Así, al primer trimestre de 2019, el saldo de la deuda de la entidad era de 20 mil millones de pesos. De 2002 a 2003, año de transición de gobierno, este saldo pasó de 152 mil millones de pesos a mil quinientos millones de pesos. De 2008 a 2009 pasó de 6.7 a 7.7 MMDP, llegando en 2010 a 10.3 MMDP, teniendo desde entonces un crecimiento permanente, sin que los últimos dos gobiernos hayan dejado en claro el impacto de esos recursos extraordinarios en la economía de la entidad.

La deuda es una preocupación constante de la opinión pública, aunque no debiera de serlo si esta significase apalancamiento de inversiones públicas que permitan detonar el crecimiento económico puesto que en el mediano plazo está deuda sería manejable con los recursos obtenidos de una mayor recaudación proveniente de una actividad económica pujante. Pero en los gobiernos de la entidad el uso de los recursos extraordinarios provenientes de financiamiento es poco transparente en cuanto a su destino y en consecuencia existe imposibilidad de medir su efecto.

Pero también el endeudamiento es un mecanismo de control político que somete a los gobiernos a la necesidad de administrar sus finanzas y sus procesos de planeación al dictado de los acreedores y al de las calificadoras de riesgo, mismas que tienen una dudosa reputación y con objetivos muy distantes de las necesidades de la población.
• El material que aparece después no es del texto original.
// Path: crates/state/src/memory.rs
//! An ordered, in-memory state backend.

use agora_api::state::{StateAccess, StateScanIter};
use agora_types::error::StateError;
use std::collections::BTreeMap;
use std::ops::Bound::{Included, Unbounded};
use std::sync::Arc;

/// A `StateAccess` backed by a `BTreeMap`.
///
/// Iteration order is the byte order of keys, so prefix scans are
/// deterministic across runs and replicas.
#[derive(Debug, Clone, Default, PartialEq, Eq)]
pub struct MemoryStateManager {
    data: BTreeMap<Vec<u8>, Vec<u8>>,
}

impl MemoryStateManager {
    /// Creates an empty state.
    pub fn new() -> Self {
        Self::default()
    }

    /// The number of stored keys.
    pub fn len(&self) -> usize {
        self.data.len()
    }

    /// Returns true if nothing is stored.
    pub fn is_empty(&self) -> bool {
        self.data.is_empty()
    }

    /// Iterates every stored pair in key order.
    pub fn iter(&self) -> impl Iterator<Item = (&[u8], &[u8])> {
        self.data.iter().map(|(k, v)| (k.as_slice(), v.as_slice()))
    }
}

impl FromIterator<(Vec<u8>, Vec<u8>)> for MemoryStateManager {
    fn from_iter<I: IntoIterator<Item = (Vec<u8>, Vec<u8>)>>(iter: I) -> Self {
        Self {
            data: iter.into_iter().collect(),
        }
    }
}

impl StateAccess for MemoryStateManager {
    fn get(&self, key: &[u8]) -> Result<Option<Vec<u8>>, StateError> {
        Ok(self.data.get(key).cloned())
    }

    fn insert(&mut self, key: &[u8], value: &[u8]) -> Result<(), StateError> {
        self.data.insert(key.to_vec(), value.to_vec());
        Ok(())
    }

    fn delete(&mut self, key: &[u8]) -> Result<(), StateError> {
        self.data.remove(key);
        Ok(())
    }

    fn batch_apply(
        &mut self,
        inserts: &[(Vec<u8>, Vec<u8>)],
        deletes: &[Vec<u8>],
    ) -> Result<(), StateError> {
        log::trace!(
            "[MemoryState] applying batch: {} inserts, {} deletes",
            inserts.len(),
            deletes.len()
        );
        for key in deletes {
            self.data.remove(key);
        }
        for (key, value) in inserts {
            self.data.insert(key.clone(), value.clone());
        }
        Ok(())
    }

    fn prefix_scan(&self, prefix: &[u8]) -> Result<StateScanIter<'_>, StateError> {
        let owned_prefix = prefix.to_vec();
        let iter = self
            .data
            .range::<Vec<u8>, _>((Included(&owned_prefix), Unbounded))
            .take_while(move |(k, _)| k.starts_with(&owned_prefix))
            .map(|(k, v)| Ok((Arc::from(k.as_slice()), Arc::from(v.as_slice()))));
        Ok(Box::new(iter))
    }
}
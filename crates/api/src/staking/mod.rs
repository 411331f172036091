// Path: crates/api/src/staking/mod.rs
//! Defines the `VotingPowerSource` trait consulted at tally time.

use crate::state::StateAccess;
use agora_types::app::AccountId;
use agora_types::error::StateError;

/// Supplies voting weight for a tally.
///
/// Weights are read when the tally runs, not when the vote was cast. Accounts
/// without power weigh zero. `total_weight` is the denominator for quorum.
pub trait VotingPowerSource: Send + Sync {
    /// The weight of a single account.
    fn weight_of(&self, state: &dyn StateAccess, account: &AccountId) -> Result<u64, StateError>;

    /// The sum of all weights that could vote.
    fn total_weight(&self, state: &dyn StateAccess) -> Result<u64, StateError>;
}
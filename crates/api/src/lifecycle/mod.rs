// Path: crates/api/src/lifecycle/mod.rs
//! Defines traits for services that hook into the block processing lifecycle.

use crate::state::StateAccess;
use crate::transaction::context::TxContext;
use agora_types::error::StateError;

/// A trait for services that need to perform actions at the end of a block.
pub trait OnEndBlock: Send + Sync {
    /// Called after all transactions in a block have been processed.
    fn on_end_block(&self, state: &mut dyn StateAccess, ctx: &TxContext)
        -> Result<(), StateError>;
}
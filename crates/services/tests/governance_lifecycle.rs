// Path: crates/services/tests/governance_lifecycle.rs
//! End-to-end proposal lifecycles driven through deposits, votes, and end-block sweeps.

use agora_api::prelude::*;
use agora_services::bank::StateBank;
use agora_services::governance::{
    DepositParams, GovernanceGenesis, GovernanceModule, ProposalResolution, ProposalRouter,
    SubmitProposalParams, TallyOutcome, VoteParams,
};
use agora_services::staking::ValidatorSetPower;
use agora_state::memory::MemoryStateManager;
use agora_test_utils::fixtures::{
    account, ctx_at, genesis_state, test_params, text_content, TEST_DEPOSIT_PERIOD,
    TEST_VOTING_PERIOD,
};
use agora_test_utils::{assert_governance_err, assert_ok};
use agora_types::prelude::*;
use agora_types::service_configs::GovernanceParams;
use std::sync::Arc;

const T0: u64 = 1_700_000_000;
const FUNDS: u64 = 10_000;

struct Harness {
    gov: GovernanceModule,
    state: MemoryStateManager,
    bank: StateBank,
}

impl Harness {
    fn new(params: GovernanceParams, weights: &[(AccountId, u64)]) -> Self {
        let balances: Vec<_> = (1..=5).map(|n| (account(n), FUNDS)).collect();
        let state = genesis_state(&balances, weights).unwrap();
        let gov = GovernanceModule::new(
            params,
            Arc::new(StateBank::new()),
            Arc::new(ValidatorSetPower::new()),
        );
        Self {
            gov,
            state,
            bank: StateBank::new(),
        }
    }

    fn submit(&mut self, content: ProposalContent, initial_deposit: u64) -> u64 {
        assert_ok!(self.gov.submit_proposal(
            &mut self.state,
            SubmitProposalParams {
                content,
                initial_deposit,
            },
            &ctx_at(T0, account(1)),
        ))
    }

    fn deposit(&mut self, id: u64, who: u8, amount: u64) -> Result<bool, TransactionError> {
        self.gov.deposit(
            &mut self.state,
            DepositParams {
                proposal_id: id,
                amount,
            },
            &ctx_at(T0, account(who)),
        )
    }

    fn vote(&mut self, id: u64, who: u8, option: VoteOption) {
        assert_ok!(self.gov.vote(
            &mut self.state,
            VoteParams {
                proposal_id: id,
                option: option.tag(),
            },
            &ctx_at(T0 + 1, account(who)),
        ));
    }

    fn end_block(&mut self, time: u64) -> Vec<ProposalResolution> {
        assert_ok!(self
            .gov
            .end_block(&mut self.state, &ctx_at(time, *self.gov.module_account())))
    }

    fn status(&self, id: u64) -> ProposalStatus {
        self.gov.get_proposal(&self.state, id).unwrap().unwrap().status
    }

    fn balance(&self, who: &AccountId) -> u64 {
        self.bank.balance(&self.state, who).unwrap()
    }

    fn custody(&self) -> u64 {
        self.balance(self.gov.module_account())
    }
}

fn two_validators() -> Vec<(AccountId, u64)> {
    vec![(account(1), 60), (account(2), 40)]
}

#[test]
fn test_deposits_of_700_then_400_cross_a_1000_minimum() {
    let mut h = Harness::new(test_params(1000), &two_validators());
    let id = h.submit(text_content("Fund"), 0);

    assert!(!assert_ok!(h.deposit(id, 1, 700)));
    assert_eq!(h.gov.get_proposal(&h.state, id).unwrap().unwrap().total_deposit, 700);
    assert!(assert_ok!(h.deposit(id, 2, 400)));
    assert_eq!(h.gov.get_proposal(&h.state, id).unwrap().unwrap().total_deposit, 1100);
    assert_eq!(h.status(id), ProposalStatus::VotingPeriod);
}

#[test]
fn test_single_voter_with_all_power_passes_and_is_refunded() {
    let mut h = Harness::new(test_params(1000), &[(account(3), 100)]);
    let id = h.submit(text_content("Signal"), 1000);
    assert_eq!(h.balance(&account(1)), FUNDS - 1000);
    h.vote(id, 3, VoteOption::Yes);

    // Nothing resolves before the deadline.
    assert!(h.end_block(T0 + TEST_VOTING_PERIOD - 1).is_empty());

    let resolutions = h.end_block(T0 + TEST_VOTING_PERIOD);
    assert_eq!(
        resolutions,
        vec![ProposalResolution {
            proposal_id: id,
            status: ProposalStatus::Passed,
            outcome: Some(TallyOutcome::Passed),
        }]
    );
    let p = h.gov.get_proposal(&h.state, id).unwrap().unwrap();
    assert_eq!(p.status, ProposalStatus::Passed);
    assert_eq!(p.final_tally_result.unwrap().yes, Decimal::ONE);
    assert_eq!(h.balance(&account(1)), FUNDS);
    assert_eq!(h.custody(), 0);
}

#[test]
fn test_veto_above_a_third_rejects_and_forfeits() {
    let params = GovernanceParams {
        veto_threshold: Threshold::new(1, 3),
        ..test_params(1000)
    };
    let mut h = Harness::new(params, &two_validators());
    let id = h.submit(text_content("Contested"), 1000);
    h.vote(id, 1, VoteOption::Yes);
    h.vote(id, 2, VoteOption::NoWithVeto);

    let resolutions = h.end_block(T0 + TEST_VOTING_PERIOD);
    assert_eq!(resolutions[0].outcome, Some(TallyOutcome::Vetoed));
    assert_eq!(h.status(id), ProposalStatus::Rejected);
    assert!(h.gov.get_deposits(&h.state, id).unwrap().is_empty());
    // Burned by default: neither refunded nor left in custody.
    assert_eq!(h.balance(&account(1)), FUNDS - 1000);
    assert_eq!(h.custody(), 0);
}

#[test]
fn test_veto_of_exactly_a_third_does_not_veto() {
    let params = GovernanceParams::from_toml_str(
        r#"
        min_deposit = 1000
        deposit_period_secs = 172800
        voting_period_secs = 172800
        veto_threshold = "1/3"
        "#,
    )
    .unwrap();
    assert_eq!(params.veto_threshold, Threshold::new(1, 3));
    let mut h = Harness::new(params, &[(account(1), 200), (account(2), 100)]);
    let id = h.submit(text_content("Borderline"), 1000);
    h.vote(id, 1, VoteOption::Yes);
    h.vote(id, 2, VoteOption::NoWithVeto);

    let resolutions = h.end_block(T0 + 172800);
    assert_eq!(resolutions[0].outcome, Some(TallyOutcome::Passed));
    assert_eq!(h.status(id), ProposalStatus::Passed);
    assert_eq!(h.balance(&account(1)), FUNDS);
}

#[test]
fn test_plain_rejection_refunds() {
    let mut h = Harness::new(test_params(1000), &two_validators());
    let id = h.submit(text_content("Unpopular"), 1000);
    h.vote(id, 1, VoteOption::No);
    h.vote(id, 2, VoteOption::Yes);

    h.end_block(T0 + TEST_VOTING_PERIOD);
    assert_eq!(h.status(id), ProposalStatus::Rejected);
    assert_eq!(h.balance(&account(1)), FUNDS);
}

#[test]
fn test_missing_quorum_fails_and_refunds() {
    let mut h = Harness::new(test_params(1000), &[(account(1), 10), (account(2), 90)]);
    let id = h.submit(text_content("Quiet"), 1000);
    h.vote(id, 1, VoteOption::Yes);

    let resolutions = h.end_block(T0 + TEST_VOTING_PERIOD);
    assert_eq!(resolutions[0].outcome, Some(TallyOutcome::NoQuorum));
    assert_eq!(h.status(id), ProposalStatus::Failed);
    assert_eq!(h.balance(&account(1)), FUNDS);
    let tally = h.gov.get_proposal(&h.state, id).unwrap().unwrap().final_tally_result.unwrap();
    assert_eq!(tally.yes, Decimal::percent(10));
}

#[test]
fn test_expired_deposit_period_fails_without_refund() {
    let mut h = Harness::new(test_params(1000), &two_validators());
    let id = h.submit(text_content("Underfunded"), 0);
    assert_ok!(h.deposit(id, 2, 300));

    assert!(h.end_block(T0 + TEST_DEPOSIT_PERIOD - 1).is_empty());
    let resolutions = h.end_block(T0 + TEST_DEPOSIT_PERIOD);
    assert_eq!(
        resolutions,
        vec![ProposalResolution {
            proposal_id: id,
            status: ProposalStatus::Failed,
            outcome: None,
        }]
    );
    assert!(h.gov.get_all_deposits(&h.state).unwrap().is_empty());
    assert_eq!(h.balance(&account(2)), FUNDS - 300);

    // Terminal states are final.
    assert_governance_err!(
        h.deposit(id, 2, 1000),
        GovernanceError::ProposalNotInDepositPeriod(_)
    );
    assert!(h.end_block(T0 + 10 * TEST_DEPOSIT_PERIOD).is_empty());
    assert_eq!(h.status(id), ProposalStatus::Failed);
}

#[test]
fn test_funded_proposal_at_its_deposit_deadline_opens_instead_of_expiring() {
    let mut h = Harness::new(test_params(1000), &two_validators());
    let id = h.submit(text_content("Funded late"), 600);

    // The minimum is lowered while the proposal waits in its deposit period.
    h.gov = GovernanceModule::new(
        test_params(500),
        Arc::new(StateBank::new()),
        Arc::new(ValidatorSetPower::new()),
    );
    assert!(h.end_block(T0 + TEST_DEPOSIT_PERIOD).is_empty());

    let p = h.gov.get_proposal(&h.state, id).unwrap().unwrap();
    assert_eq!(p.status, ProposalStatus::VotingPeriod);
    assert_eq!(p.total_deposit, 600);
    assert_eq!(p.voting_start_time, T0 + TEST_DEPOSIT_PERIOD);
    assert_eq!(h.gov.get_deposits(&h.state, id).unwrap().len(), 1);
    assert_eq!(h.balance(&account(1)), FUNDS - 600);
    assert_eq!(h.custody(), 600);

    h.vote(id, 1, VoteOption::Yes);
    let resolutions = h.end_block(T0 + TEST_DEPOSIT_PERIOD + TEST_VOTING_PERIOD);
    assert_eq!(resolutions[0].status, ProposalStatus::Passed);
    assert_eq!(h.balance(&account(1)), FUNDS);
}

#[test]
fn test_votes_cannot_be_cast_after_resolution() {
    let mut h = Harness::new(test_params(0), &two_validators());
    let id = h.submit(text_content("Closed"), 0);
    h.end_block(T0 + TEST_VOTING_PERIOD);
    assert_governance_err!(
        h.gov.vote(
            &mut h.state,
            VoteParams {
                proposal_id: id,
                option: VoteOption::Yes.tag(),
            },
            &ctx_at(T0 + TEST_VOTING_PERIOD, account(1)),
        ),
        GovernanceError::InactiveProposal(_)
    );
}

#[test]
fn test_proposals_resolve_in_end_time_then_id_order() {
    let mut h = Harness::new(test_params(0), &two_validators());
    let late = h.submit(text_content("First submitted"), 0);
    let early = assert_ok!(h.gov.submit_proposal(
        &mut h.state,
        SubmitProposalParams {
            content: text_content("Submitted earlier in time"),
            initial_deposit: 0,
        },
        &ctx_at(T0 - 10, account(2)),
    ));
    let same_time = h.submit(text_content("Same end as the first"), 0);

    let resolutions = h.end_block(T0 + TEST_VOTING_PERIOD);
    let order: Vec<u64> = resolutions.iter().map(|r| r.proposal_id).collect();
    assert_eq!(order, vec![early, late, same_time]);
}

#[test]
fn test_deposit_sweep_runs_before_voting_sweep() {
    let mut h = Harness::new(test_params(500), &two_validators());
    let voting = h.submit(text_content("Funded"), 500);
    let expiring = h.submit(text_content("Unfunded"), 0);

    let resolutions = h.end_block(T0 + TEST_VOTING_PERIOD.max(TEST_DEPOSIT_PERIOD));
    let order: Vec<u64> = resolutions.iter().map(|r| r.proposal_id).collect();
    assert_eq!(order, vec![expiring, voting]);
}

struct FailingHandler;

impl ProposalHandler for FailingHandler {
    fn validate(&self, _content: &ProposalContent) -> Result<(), GovernanceError> {
        Ok(())
    }

    fn execute(
        &self,
        state: &mut dyn StateAccess,
        _content: &ProposalContent,
        _ctx: &TxContext,
    ) -> Result<(), TransactionError> {
        state.insert(b"treasury::spent", b"1")?;
        Err(GovernanceError::ProposalExecution("treasury is locked".into()).into())
    }
}

struct MarkingHandler;

impl ProposalHandler for MarkingHandler {
    fn validate(&self, content: &ProposalContent) -> Result<(), GovernanceError> {
        if content.payload.is_empty() {
            return Err(GovernanceError::InvalidProposalContent("empty payload".into()));
        }
        Ok(())
    }

    fn execute(
        &self,
        state: &mut dyn StateAccess,
        content: &ProposalContent,
        _ctx: &TxContext,
    ) -> Result<(), TransactionError> {
        state.insert(b"marker", &content.payload)?;
        Ok(())
    }
}

fn custom(route: &str, payload: &[u8]) -> ProposalContent {
    ProposalContent {
        proposal_type: ProposalType::Custom(route.into()),
        payload: payload.to_vec(),
        ..text_content(route)
    }
}

#[test]
fn test_passed_proposal_executes_its_handler() {
    let mut h = Harness::new(test_params(0), &two_validators());
    let router = ProposalRouter::default().with_route("mark", Arc::new(MarkingHandler));
    h.gov = h.gov.clone().with_handler(Arc::new(router));

    assert_governance_err!(
        h.gov.submit_proposal(
            &mut h.state,
            SubmitProposalParams {
                content: custom("mark", b""),
                initial_deposit: 0,
            },
            &ctx_at(T0, account(1)),
        ),
        GovernanceError::InvalidProposalContent(_)
    );

    let id = h.submit(custom("mark", b"hello"), 0);
    h.vote(id, 1, VoteOption::Yes);
    h.end_block(T0 + TEST_VOTING_PERIOD);
    assert_eq!(h.status(id), ProposalStatus::Passed);
    assert_eq!(h.state.get(b"marker").unwrap(), Some(b"hello".to_vec()));
}

#[test]
fn test_failed_execution_marks_the_proposal_failed_and_discards_its_writes() {
    let mut h = Harness::new(test_params(100), &two_validators());
    let router = ProposalRouter::default().with_route("spend", Arc::new(FailingHandler));
    h.gov = h.gov.clone().with_handler(Arc::new(router));

    let id = h.submit(custom("spend", b"100"), 100);
    h.vote(id, 1, VoteOption::Yes);
    let resolutions = h.end_block(T0 + TEST_VOTING_PERIOD);

    assert_eq!(resolutions[0].outcome, Some(TallyOutcome::Passed));
    assert_eq!(resolutions[0].status, ProposalStatus::Failed);
    assert_eq!(h.status(id), ProposalStatus::Failed);
    assert_eq!(h.state.get(b"treasury::spent").unwrap(), None);
    // Deposits follow the pass policy.
    assert_eq!(h.balance(&account(1)), FUNDS);
}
Por ello es que resulta trascendental que la sociedad michoacana y los partidos opositores, fundamentalmente Morena que se avecina a ser el próximo partido gobernante, sean vigilantes de lo que sucederá una vez que se desahogue la condición de las finanzas públicas y se evite adquirir más compromisos que limiten los márgenes de acción del nuevo gobierno.